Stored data
* * * * * * * * *
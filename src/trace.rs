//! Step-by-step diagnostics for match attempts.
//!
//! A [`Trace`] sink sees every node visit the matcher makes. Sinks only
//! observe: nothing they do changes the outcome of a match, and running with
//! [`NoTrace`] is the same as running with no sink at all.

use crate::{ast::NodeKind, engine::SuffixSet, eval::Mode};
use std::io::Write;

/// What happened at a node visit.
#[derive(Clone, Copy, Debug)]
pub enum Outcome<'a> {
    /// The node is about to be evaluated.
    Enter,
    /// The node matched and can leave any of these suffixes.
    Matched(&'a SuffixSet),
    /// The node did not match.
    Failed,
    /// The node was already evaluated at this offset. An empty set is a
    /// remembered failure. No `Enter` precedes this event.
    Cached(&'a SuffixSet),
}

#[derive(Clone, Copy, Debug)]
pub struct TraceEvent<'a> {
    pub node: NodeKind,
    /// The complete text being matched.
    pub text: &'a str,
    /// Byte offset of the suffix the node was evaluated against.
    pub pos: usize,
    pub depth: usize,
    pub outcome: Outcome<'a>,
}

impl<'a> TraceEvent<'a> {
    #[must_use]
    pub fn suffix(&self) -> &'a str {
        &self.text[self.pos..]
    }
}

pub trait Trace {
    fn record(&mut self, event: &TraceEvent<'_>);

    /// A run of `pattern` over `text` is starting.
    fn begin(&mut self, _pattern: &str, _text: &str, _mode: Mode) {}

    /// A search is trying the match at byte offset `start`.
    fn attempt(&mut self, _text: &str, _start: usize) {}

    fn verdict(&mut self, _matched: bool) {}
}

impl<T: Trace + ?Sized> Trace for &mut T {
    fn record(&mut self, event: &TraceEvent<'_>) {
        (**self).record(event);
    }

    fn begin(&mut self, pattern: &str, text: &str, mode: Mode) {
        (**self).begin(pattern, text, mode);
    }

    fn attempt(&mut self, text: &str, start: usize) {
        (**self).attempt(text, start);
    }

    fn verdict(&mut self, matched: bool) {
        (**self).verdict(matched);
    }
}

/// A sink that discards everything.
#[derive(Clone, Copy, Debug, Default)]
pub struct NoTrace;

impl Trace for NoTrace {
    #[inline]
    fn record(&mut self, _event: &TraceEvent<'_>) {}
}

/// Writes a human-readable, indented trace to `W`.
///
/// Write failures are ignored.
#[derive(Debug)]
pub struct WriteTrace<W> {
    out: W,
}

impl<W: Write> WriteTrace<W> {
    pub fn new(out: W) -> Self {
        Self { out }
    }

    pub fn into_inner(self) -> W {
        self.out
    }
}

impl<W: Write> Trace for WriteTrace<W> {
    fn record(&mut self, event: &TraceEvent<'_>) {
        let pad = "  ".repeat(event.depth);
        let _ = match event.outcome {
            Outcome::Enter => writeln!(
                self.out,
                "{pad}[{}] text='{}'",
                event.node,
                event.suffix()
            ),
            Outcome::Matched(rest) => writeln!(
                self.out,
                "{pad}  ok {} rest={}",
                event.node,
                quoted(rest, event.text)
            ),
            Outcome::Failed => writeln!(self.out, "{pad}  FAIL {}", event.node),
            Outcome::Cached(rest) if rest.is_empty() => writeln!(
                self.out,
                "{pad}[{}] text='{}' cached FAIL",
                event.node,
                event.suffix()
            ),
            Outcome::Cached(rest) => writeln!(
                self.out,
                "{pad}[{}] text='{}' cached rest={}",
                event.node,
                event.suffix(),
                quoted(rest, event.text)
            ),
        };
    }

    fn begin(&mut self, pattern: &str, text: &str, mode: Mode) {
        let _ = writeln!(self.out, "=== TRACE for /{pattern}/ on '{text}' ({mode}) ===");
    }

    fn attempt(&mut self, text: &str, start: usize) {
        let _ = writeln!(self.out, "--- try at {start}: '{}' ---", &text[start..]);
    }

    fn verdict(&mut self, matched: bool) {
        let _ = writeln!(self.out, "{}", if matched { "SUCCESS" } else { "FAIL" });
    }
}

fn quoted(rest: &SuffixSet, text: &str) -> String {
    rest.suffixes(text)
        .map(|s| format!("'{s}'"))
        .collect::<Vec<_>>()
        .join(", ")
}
* * * * * * * * *
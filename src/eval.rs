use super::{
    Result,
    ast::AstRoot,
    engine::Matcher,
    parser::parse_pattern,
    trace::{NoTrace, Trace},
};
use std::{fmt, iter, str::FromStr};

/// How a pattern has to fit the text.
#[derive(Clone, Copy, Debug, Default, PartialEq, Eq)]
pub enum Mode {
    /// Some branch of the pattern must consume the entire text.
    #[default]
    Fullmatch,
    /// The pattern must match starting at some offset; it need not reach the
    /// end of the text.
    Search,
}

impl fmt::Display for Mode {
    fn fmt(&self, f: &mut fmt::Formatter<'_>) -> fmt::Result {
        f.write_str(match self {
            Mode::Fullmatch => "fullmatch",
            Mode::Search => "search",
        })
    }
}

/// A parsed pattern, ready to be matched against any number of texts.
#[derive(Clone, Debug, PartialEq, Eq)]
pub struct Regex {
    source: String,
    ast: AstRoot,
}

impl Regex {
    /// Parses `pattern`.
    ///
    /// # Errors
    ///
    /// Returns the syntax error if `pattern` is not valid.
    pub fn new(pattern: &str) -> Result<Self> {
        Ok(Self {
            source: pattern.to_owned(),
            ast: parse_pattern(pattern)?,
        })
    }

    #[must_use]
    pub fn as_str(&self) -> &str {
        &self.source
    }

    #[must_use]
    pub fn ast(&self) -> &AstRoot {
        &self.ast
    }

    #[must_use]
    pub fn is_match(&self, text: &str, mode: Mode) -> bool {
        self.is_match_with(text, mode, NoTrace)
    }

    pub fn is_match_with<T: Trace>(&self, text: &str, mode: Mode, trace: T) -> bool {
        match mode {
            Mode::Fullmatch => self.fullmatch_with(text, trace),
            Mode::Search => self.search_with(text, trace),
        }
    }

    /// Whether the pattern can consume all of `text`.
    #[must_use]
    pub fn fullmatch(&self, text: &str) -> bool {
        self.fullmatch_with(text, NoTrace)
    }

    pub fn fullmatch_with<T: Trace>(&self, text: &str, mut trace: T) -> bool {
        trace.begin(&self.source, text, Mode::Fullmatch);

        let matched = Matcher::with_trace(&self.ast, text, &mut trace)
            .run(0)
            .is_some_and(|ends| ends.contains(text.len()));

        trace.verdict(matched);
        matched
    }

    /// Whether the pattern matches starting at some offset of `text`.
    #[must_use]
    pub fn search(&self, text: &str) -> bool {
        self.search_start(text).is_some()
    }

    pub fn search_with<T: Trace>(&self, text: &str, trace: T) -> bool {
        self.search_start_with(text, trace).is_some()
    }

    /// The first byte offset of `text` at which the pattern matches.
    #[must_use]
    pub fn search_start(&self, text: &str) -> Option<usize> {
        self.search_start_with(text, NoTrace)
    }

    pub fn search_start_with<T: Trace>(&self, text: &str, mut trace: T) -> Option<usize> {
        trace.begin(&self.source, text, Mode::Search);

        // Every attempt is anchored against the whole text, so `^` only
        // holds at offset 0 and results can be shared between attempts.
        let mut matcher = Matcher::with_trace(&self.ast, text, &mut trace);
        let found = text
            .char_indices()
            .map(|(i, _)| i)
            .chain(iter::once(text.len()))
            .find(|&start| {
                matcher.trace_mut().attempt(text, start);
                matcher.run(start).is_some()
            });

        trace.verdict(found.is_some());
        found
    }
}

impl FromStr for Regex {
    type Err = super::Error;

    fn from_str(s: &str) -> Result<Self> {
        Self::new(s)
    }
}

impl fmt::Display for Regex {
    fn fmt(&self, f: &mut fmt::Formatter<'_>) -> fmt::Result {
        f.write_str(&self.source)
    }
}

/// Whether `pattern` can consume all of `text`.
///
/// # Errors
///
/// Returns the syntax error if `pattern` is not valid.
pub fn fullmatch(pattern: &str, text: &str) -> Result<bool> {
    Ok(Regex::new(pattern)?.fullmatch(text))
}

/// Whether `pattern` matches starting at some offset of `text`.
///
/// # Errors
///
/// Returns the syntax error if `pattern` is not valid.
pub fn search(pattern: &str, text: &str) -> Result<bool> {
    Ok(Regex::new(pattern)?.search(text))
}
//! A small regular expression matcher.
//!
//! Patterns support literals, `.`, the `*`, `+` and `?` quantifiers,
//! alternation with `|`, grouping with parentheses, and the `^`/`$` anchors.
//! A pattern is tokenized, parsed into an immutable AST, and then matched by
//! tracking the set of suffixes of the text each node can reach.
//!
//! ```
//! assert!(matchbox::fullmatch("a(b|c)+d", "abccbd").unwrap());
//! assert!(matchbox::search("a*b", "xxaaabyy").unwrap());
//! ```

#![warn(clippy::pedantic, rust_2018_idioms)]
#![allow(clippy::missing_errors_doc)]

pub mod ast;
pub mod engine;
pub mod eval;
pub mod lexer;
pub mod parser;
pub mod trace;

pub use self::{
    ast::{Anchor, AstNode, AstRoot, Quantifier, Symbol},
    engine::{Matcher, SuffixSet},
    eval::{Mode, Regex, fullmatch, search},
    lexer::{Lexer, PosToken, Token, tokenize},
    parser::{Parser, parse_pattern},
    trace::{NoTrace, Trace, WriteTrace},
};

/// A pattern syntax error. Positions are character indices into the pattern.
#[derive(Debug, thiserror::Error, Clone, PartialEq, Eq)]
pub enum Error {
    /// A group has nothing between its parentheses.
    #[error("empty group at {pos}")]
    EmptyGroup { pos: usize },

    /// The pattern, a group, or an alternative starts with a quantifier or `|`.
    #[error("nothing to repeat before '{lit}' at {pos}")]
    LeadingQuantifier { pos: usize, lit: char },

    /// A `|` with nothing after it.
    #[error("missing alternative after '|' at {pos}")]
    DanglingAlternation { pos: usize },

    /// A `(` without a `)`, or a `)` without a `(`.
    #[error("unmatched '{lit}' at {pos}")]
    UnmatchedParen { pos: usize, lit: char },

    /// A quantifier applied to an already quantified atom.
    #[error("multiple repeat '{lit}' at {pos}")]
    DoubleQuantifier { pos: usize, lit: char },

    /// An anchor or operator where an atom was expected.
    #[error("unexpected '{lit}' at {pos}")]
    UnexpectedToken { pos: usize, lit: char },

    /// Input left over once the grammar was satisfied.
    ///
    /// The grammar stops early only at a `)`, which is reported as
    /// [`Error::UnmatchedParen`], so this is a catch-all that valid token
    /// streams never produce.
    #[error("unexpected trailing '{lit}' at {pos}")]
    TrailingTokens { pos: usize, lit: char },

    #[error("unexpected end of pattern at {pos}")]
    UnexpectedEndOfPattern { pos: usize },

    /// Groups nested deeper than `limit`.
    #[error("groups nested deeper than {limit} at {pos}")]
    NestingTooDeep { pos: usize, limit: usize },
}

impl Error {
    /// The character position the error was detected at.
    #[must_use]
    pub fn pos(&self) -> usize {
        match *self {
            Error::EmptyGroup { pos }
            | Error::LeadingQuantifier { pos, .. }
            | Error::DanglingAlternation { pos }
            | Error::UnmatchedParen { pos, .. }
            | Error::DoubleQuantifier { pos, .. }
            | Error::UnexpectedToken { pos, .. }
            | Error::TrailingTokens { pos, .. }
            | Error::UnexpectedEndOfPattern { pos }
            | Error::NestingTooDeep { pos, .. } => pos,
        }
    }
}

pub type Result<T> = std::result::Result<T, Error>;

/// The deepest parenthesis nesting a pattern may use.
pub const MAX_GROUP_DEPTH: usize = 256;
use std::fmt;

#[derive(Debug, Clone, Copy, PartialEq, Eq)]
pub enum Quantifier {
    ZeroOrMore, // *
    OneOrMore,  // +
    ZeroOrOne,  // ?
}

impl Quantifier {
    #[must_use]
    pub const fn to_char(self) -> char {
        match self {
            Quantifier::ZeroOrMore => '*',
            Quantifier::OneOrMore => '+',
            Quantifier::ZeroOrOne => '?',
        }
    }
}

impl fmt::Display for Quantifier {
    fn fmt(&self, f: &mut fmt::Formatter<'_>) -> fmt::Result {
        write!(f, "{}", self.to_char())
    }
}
* * * * * * * * *
▸ How to complete this task
Take the lines above from the one containing "filename src/trace.rs" down to the one containing "and running with", and transcribe them exactly, both ends included.

▸ Worked solution
filename src/trace.rs
//! Step-by-step diagnostics for match attempts.
//!
//! A [`Trace`] sink sees every node visit the matcher makes. Sinks only
//! observe: nothing they do changes the outcome of a match, and running with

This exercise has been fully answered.